### [WHAT IS REQUIRED]
Show every line of the data that contains the string "Some".

### [EXCERPTED RECORDS]

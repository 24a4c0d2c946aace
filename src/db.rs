use crate::grading::{GradeBand, GradeScale};
use rusqlite::{Connection, OptionalExtension};
use std::path::Path;

pub const DB_FILE: &str = "school.sqlite3";
pub const GRADE_SCALE_KEY: &str = "grading.scale";

pub fn open_db(workspace: &Path) -> anyhow::Result<Connection> {
    std::fs::create_dir_all(workspace)?;
    let db_path = workspace.join(DB_FILE);
    let conn = Connection::open(db_path)?;
    conn.execute("PRAGMA foreign_keys = ON", [])?;

    conn.execute(
        "CREATE TABLE IF NOT EXISTS settings(
            key TEXT PRIMARY KEY,
            value_json TEXT NOT NULL
        )",
        [],
    )?;

    conn.execute(
        "CREATE TABLE IF NOT EXISTS assessment_types(
            id TEXT PRIMARY KEY,
            name TEXT NOT NULL,
            code TEXT NOT NULL,
            weightage INTEGER NOT NULL,
            max_marks INTEGER NOT NULL,
            is_active INTEGER NOT NULL,
            sort_order INTEGER NOT NULL,
            created_at TEXT NOT NULL,
            updated_at TEXT NOT NULL
        )",
        [],
    )?;
    conn.execute(
        "CREATE INDEX IF NOT EXISTS idx_assessment_types_order ON assessment_types(sort_order)",
        [],
    )?;

    // percentage/grade/comment are written once per save and never recomputed on read.
    conn.execute(
        "CREATE TABLE IF NOT EXISTS results(
            id TEXT PRIMARY KEY,
            student_id TEXT NOT NULL,
            student_name TEXT NOT NULL,
            ecz_number TEXT NOT NULL,
            class_id TEXT NOT NULL,
            subject_id TEXT NOT NULL,
            subject_name TEXT NOT NULL,
            assessment_type_id TEXT NOT NULL,
            assessment_type_name TEXT NOT NULL,
            academic_year TEXT NOT NULL,
            term TEXT NOT NULL,
            marks INTEGER NOT NULL,
            max_marks INTEGER NOT NULL,
            percentage INTEGER NOT NULL,
            grade TEXT NOT NULL,
            comment TEXT NOT NULL,
            entered_by TEXT NOT NULL,
            created_at TEXT NOT NULL,
            updated_at TEXT NOT NULL,
            UNIQUE(student_id, subject_id, assessment_type_id, academic_year, term)
        )",
        [],
    )?;
    conn.execute(
        "CREATE INDEX IF NOT EXISTS idx_results_class_term ON results(class_id, academic_year, term)",
        [],
    )?;
    conn.execute(
        "CREATE INDEX IF NOT EXISTS idx_results_student_term ON results(student_id, academic_year, term)",
        [],
    )?;

    conn.execute(
        "CREATE TABLE IF NOT EXISTS fee_ledgers(
            id TEXT PRIMARY KEY,
            student_id TEXT NOT NULL,
            student_name TEXT NOT NULL,
            class_id TEXT NOT NULL,
            academic_year TEXT NOT NULL,
            term TEXT NOT NULL,
            total_fees REAL NOT NULL,
            paid_amount REAL NOT NULL,
            balance REAL NOT NULL,
            status TEXT NOT NULL,
            created_at TEXT NOT NULL,
            updated_at TEXT NOT NULL
        )",
        [],
    )?;
    conn.execute(
        "CREATE INDEX IF NOT EXISTS idx_fee_ledgers_class ON fee_ledgers(class_id)",
        [],
    )?;
    conn.execute(
        "CREATE TABLE IF NOT EXISTS fee_payments(
            id TEXT PRIMARY KEY,
            ledger_id TEXT NOT NULL,
            seq INTEGER NOT NULL,
            amount REAL NOT NULL,
            payment_date TEXT NOT NULL,
            payment_method TEXT NOT NULL,
            receipt_number TEXT NOT NULL,
            received_by TEXT NOT NULL,
            FOREIGN KEY(ledger_id) REFERENCES fee_ledgers(id)
        )",
        [],
    )?;
    conn.execute(
        "CREATE INDEX IF NOT EXISTS idx_fee_payments_ledger ON fee_payments(ledger_id, seq)",
        [],
    )?;

    // One mark per student, class and day; re-marking replaces it.
    conn.execute(
        "CREATE TABLE IF NOT EXISTS attendance(
            id TEXT PRIMARY KEY,
            student_id TEXT NOT NULL,
            student_name TEXT NOT NULL,
            class_id TEXT NOT NULL,
            date TEXT NOT NULL,
            status TEXT NOT NULL,
            marked_by TEXT NOT NULL,
            marked_at TEXT NOT NULL,
            UNIQUE(student_id, class_id, date)
        )",
        [],
    )?;
    conn.execute(
        "CREATE INDEX IF NOT EXISTS idx_attendance_class_date ON attendance(class_id, date)",
        [],
    )?;

    conn.execute(
        "CREATE TABLE IF NOT EXISTS lesson_plans(
            id TEXT PRIMARY KEY,
            title TEXT NOT NULL,
            objective TEXT NOT NULL,
            content TEXT NOT NULL,
            class_id TEXT NOT NULL,
            subject_id TEXT NOT NULL,
            date TEXT NOT NULL,
            teacher_id TEXT NOT NULL,
            teacher_name TEXT NOT NULL,
            created_at TEXT NOT NULL
        )",
        [],
    )?;
    conn.execute(
        "CREATE INDEX IF NOT EXISTS idx_lesson_plans_teacher ON lesson_plans(teacher_id, date)",
        [],
    )?;

    Ok(conn)
}

pub fn settings_get_json(
    conn: &Connection,
    key: &str,
) -> anyhow::Result<Option<serde_json::Value>> {
    let raw: Option<String> = conn
        .query_row(
            "SELECT value_json FROM settings WHERE key = ?",
            [key],
            |r| r.get(0),
        )
        .optional()?;
    match raw {
        Some(s) => Ok(Some(serde_json::from_str(&s)?)),
        None => Ok(None),
    }
}

pub fn settings_set_json(
    conn: &Connection,
    key: &str,
    value: &serde_json::Value,
) -> anyhow::Result<()> {
    conn.execute(
        "INSERT INTO settings(key, value_json) VALUES(?, ?)
         ON CONFLICT(key) DO UPDATE SET value_json = excluded.value_json",
        (key, serde_json::to_string(value)?),
    )?;
    Ok(())
}

/// Workspace grade scale; falls back to ECZ when unset or unusable.
pub fn load_grade_scale(conn: &Connection) -> anyhow::Result<GradeScale> {
    let Some(value) = settings_get_json(conn, GRADE_SCALE_KEY)? else {
        return Ok(GradeScale::ecz());
    };
    let parsed = serde_json::from_value::<Vec<GradeBand>>(value)
        .map_err(|e| e.to_string())
        .and_then(|bands| GradeScale::new(bands).map_err(|e| e.to_string()));
    match parsed {
        Ok(scale) => Ok(scale),
        Err(e) => {
            tracing::warn!(error = %e, "ignoring stored grade scale");
            Ok(GradeScale::ecz())
        }
    }
}

pub fn now_timestamp() -> String {
    chrono::Utc::now().to_rfc3339()
}

#[cfg(test)]
mod tests {
    use super::*;
    use serde_json::json;
    use std::path::PathBuf;
    use std::time::{SystemTime, UNIX_EPOCH};

    fn temp_workspace(prefix: &str) -> PathBuf {
        std::env::temp_dir().join(format!(
            "{}-{}",
            prefix,
            SystemTime::now()
                .duration_since(UNIX_EPOCH)
                .expect("clock")
                .as_nanos()
        ))
    }

    #[test]
    fn grade_scale_defaults_to_ecz_when_unset() {
        let conn = open_db(&temp_workspace("schoold-db-unset")).expect("open db");
        assert_eq!(load_grade_scale(&conn).expect("load"), GradeScale::ecz());
    }

    #[test]
    fn unusable_stored_grade_scale_is_ignored() {
        let conn = open_db(&temp_workspace("schoold-db-bad-scale")).expect("open db");

        // 60..100 then 0..49 leaves 50..59 uncovered.
        let gap = json!([
            { "grade": "A", "minScore": 60, "maxScore": 100, "points": 1, "comment": "x" },
            { "grade": "F", "minScore": 0, "maxScore": 49, "points": 9, "comment": "y" }
        ]);
        settings_set_json(&conn, GRADE_SCALE_KEY, &gap).expect("store scale");
        assert_eq!(load_grade_scale(&conn).expect("load"), GradeScale::ecz());

        settings_set_json(&conn, GRADE_SCALE_KEY, &json!({ "not": "bands" })).expect("store");
        assert_eq!(load_grade_scale(&conn).expect("load"), GradeScale::ecz());
    }

    #[test]
    fn valid_stored_grade_scale_is_used() {
        let conn = open_db(&temp_workspace("schoold-db-good-scale")).expect("open db");
        let bands = json!([
            { "grade": "P", "minScore": 40, "maxScore": 100, "points": 1, "comment": "Pass" },
            { "grade": "F", "minScore": 0, "maxScore": 39, "points": 9, "comment": "Fail" }
        ]);
        settings_set_json(&conn, GRADE_SCALE_KEY, &bands).expect("store scale");

        let scale = load_grade_scale(&conn).expect("load");
        assert_eq!(scale.bands().len(), 2);
        assert_eq!(scale.calculate_grade(45).grade, "P");
    }
}
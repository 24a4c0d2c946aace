use super::handlers;
use super::types::{AppState, Request};
use crate::ipc::error::err;

pub fn handle_request(state: &mut AppState, req: Request) -> serde_json::Value {
    tracing::debug!(id = %req.id, method = %req.method, "request");

    if let Some(resp) = handlers::core::try_handle(state, &req) {
        return resp;
    }
    if let Some(resp) = handlers::grading::try_handle(state, &req) {
        return resp;
    }
    if let Some(resp) = handlers::assessments::try_handle(state, &req) {
        return resp;
    }
    if let Some(resp) = handlers::results::try_handle(state, &req) {
        return resp;
    }
    if let Some(resp) = handlers::transcripts::try_handle(state, &req) {
        return resp;
    }
    if let Some(resp) = handlers::analytics::try_handle(state, &req) {
        return resp;
    }
    if let Some(resp) = handlers::fees::try_handle(state, &req) {
        return resp;
    }
    if let Some(resp) = handlers::attendance::try_handle(state, &req) {
        return resp;
    }
    if let Some(resp) = handlers::lessons::try_handle(state, &req) {
        return resp;
    }
    if let Some(resp) = handlers::navigation::try_handle(state, &req) {
        return resp;
    }

    tracing::warn!(method = %req.method, "unknown method");
    err(
        &req.id,
        "not_implemented",
        format!("unknown method: {}", req.method),
        None,
    )
}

### [REPLY TO THE TASK]
        Some(s) => Ok(Some(serde_json::from_str(&s)?)),
    let Some(value) = settings_get_json(conn, GRADE_SCALE_KEY)? else {
    if let Some(resp) = handlers::core::try_handle(state, &req) {
    if let Some(resp) = handlers::grading::try_handle(state, &req) {
    if let Some(resp) = handlers::assessments::try_handle(state, &req) {
    if let Some(resp) = handlers::results::try_handle(state, &req) {
    if let Some(resp) = handlers::transcripts::try_handle(state, &req) {
    if let Some(resp) = handlers::analytics::try_handle(state, &req) {
    if let Some(resp) = handlers::fees::try_handle(state, &req) {
    if let Some(resp) = handlers::attendance::try_handle(state, &req) {
    if let Some(resp) = handlers::lessons::try_handle(state, &req) {
    if let Some(resp) = handlers::navigation::try_handle(state, &req) {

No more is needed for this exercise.